* **Directions for this task**
Scan the entries below. Report each line where the string "original" occurs.

* **Data to process**
_ _ _ _
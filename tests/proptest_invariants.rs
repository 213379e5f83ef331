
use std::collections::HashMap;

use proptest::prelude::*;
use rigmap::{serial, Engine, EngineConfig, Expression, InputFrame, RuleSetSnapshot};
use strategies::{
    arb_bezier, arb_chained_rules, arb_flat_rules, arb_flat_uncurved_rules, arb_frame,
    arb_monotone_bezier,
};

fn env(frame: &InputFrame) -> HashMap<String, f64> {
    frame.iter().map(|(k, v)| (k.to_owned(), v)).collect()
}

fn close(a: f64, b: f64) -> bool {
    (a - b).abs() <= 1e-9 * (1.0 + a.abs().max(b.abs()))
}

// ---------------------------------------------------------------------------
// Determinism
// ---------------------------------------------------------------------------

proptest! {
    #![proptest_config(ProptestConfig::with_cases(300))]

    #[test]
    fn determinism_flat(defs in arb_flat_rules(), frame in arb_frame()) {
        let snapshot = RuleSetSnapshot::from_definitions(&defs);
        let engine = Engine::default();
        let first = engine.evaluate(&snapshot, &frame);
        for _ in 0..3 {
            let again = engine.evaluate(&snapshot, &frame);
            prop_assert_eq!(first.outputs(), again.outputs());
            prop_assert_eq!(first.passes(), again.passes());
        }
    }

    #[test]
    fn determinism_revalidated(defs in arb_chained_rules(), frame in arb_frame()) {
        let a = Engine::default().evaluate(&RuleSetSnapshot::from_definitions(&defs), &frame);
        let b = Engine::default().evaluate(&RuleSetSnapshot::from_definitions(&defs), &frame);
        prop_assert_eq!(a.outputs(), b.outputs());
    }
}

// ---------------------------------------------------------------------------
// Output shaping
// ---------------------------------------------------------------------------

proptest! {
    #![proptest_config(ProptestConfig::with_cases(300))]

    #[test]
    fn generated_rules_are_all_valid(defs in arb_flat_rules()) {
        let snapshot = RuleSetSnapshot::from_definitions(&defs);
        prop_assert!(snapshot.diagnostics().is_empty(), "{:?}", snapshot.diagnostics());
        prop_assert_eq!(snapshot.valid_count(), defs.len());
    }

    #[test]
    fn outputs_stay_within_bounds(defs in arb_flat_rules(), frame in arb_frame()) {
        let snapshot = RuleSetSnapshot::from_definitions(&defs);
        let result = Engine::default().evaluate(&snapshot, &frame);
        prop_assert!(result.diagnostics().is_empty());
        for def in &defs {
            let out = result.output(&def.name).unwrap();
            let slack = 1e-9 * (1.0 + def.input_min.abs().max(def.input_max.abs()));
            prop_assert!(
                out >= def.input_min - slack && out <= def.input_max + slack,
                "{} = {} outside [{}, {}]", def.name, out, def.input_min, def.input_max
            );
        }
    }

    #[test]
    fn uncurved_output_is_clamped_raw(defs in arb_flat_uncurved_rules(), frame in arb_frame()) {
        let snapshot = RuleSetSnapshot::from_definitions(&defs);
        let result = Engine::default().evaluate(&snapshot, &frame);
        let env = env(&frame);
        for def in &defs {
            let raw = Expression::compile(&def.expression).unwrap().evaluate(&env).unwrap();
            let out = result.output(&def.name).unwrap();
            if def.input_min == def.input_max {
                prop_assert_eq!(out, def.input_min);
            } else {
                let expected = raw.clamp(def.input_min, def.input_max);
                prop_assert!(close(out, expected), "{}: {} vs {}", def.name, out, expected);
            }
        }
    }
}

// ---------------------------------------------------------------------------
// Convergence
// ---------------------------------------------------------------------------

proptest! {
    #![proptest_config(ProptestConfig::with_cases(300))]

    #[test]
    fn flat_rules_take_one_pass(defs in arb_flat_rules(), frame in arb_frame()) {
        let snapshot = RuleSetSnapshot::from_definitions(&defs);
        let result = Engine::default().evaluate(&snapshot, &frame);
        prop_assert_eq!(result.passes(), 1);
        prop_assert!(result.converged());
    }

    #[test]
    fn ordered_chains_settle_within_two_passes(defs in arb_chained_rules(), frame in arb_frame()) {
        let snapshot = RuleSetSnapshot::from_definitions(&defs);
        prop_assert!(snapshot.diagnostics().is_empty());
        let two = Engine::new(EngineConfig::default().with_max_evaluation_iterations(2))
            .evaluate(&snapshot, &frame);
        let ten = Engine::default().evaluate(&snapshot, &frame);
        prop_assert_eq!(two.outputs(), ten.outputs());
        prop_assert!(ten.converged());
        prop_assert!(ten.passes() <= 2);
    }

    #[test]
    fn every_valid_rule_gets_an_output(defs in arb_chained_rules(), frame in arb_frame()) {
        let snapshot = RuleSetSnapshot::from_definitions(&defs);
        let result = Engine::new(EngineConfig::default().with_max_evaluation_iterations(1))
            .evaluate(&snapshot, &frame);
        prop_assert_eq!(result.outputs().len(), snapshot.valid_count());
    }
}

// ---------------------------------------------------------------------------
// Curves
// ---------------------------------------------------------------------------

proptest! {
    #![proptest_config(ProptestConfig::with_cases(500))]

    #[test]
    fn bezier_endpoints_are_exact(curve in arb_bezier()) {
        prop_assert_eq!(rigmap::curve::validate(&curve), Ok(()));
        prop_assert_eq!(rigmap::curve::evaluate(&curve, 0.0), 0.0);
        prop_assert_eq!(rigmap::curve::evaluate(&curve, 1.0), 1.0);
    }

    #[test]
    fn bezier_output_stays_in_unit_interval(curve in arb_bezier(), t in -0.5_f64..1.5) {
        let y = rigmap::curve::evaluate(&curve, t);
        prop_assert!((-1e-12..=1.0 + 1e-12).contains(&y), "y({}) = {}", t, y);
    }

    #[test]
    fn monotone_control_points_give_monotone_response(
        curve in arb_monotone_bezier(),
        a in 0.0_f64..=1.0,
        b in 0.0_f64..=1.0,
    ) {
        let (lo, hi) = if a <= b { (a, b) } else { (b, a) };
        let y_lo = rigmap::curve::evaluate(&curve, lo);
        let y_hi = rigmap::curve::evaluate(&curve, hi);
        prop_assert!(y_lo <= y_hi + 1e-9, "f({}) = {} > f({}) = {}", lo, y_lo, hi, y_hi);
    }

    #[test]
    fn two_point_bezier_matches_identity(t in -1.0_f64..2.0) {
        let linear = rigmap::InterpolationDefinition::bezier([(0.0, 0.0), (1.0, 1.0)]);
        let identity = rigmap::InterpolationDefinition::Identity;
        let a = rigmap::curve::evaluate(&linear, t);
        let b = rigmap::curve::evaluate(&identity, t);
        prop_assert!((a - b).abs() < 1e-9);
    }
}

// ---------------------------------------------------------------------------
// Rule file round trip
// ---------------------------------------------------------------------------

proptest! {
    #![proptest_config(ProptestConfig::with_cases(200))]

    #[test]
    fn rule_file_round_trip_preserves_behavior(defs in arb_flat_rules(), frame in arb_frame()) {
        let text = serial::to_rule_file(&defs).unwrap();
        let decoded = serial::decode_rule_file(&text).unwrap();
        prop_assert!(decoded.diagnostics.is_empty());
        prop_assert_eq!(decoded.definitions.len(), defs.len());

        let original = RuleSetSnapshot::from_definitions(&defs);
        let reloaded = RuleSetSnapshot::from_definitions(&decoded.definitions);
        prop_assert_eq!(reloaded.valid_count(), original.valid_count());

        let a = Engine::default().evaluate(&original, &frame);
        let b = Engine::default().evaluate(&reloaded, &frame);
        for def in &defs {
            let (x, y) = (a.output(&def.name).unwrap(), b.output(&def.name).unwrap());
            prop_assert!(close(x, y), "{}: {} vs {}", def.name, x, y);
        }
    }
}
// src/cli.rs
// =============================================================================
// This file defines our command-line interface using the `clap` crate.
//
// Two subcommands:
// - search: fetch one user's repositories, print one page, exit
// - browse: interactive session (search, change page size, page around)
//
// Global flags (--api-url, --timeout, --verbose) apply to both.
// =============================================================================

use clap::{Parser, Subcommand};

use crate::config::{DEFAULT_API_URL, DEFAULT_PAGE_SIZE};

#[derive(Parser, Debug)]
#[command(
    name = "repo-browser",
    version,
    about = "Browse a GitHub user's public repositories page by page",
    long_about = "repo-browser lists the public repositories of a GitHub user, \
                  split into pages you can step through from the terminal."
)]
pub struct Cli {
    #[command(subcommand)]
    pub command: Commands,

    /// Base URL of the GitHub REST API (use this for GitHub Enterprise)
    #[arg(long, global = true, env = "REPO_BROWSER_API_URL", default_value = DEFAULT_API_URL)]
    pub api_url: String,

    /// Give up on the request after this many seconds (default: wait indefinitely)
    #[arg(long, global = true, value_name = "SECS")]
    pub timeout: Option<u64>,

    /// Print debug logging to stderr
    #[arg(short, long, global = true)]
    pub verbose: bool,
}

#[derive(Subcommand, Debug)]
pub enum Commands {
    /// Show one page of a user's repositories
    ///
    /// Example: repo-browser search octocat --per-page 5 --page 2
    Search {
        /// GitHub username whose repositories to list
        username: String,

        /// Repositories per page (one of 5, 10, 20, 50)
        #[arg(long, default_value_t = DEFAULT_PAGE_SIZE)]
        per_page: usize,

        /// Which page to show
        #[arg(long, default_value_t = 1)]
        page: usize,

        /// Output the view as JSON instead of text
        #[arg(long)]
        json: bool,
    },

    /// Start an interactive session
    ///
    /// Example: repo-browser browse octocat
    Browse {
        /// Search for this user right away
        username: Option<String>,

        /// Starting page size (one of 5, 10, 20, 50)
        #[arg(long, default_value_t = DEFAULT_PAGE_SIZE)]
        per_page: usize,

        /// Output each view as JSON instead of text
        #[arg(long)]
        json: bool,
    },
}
_ _ _ _
* **Your solution**
        let original = RuleSetSnapshot::from_definitions(&defs);
        prop_assert_eq!(reloaded.valid_count(), original.valid_count());
        let a = Engine::default().evaluate(&original, &frame);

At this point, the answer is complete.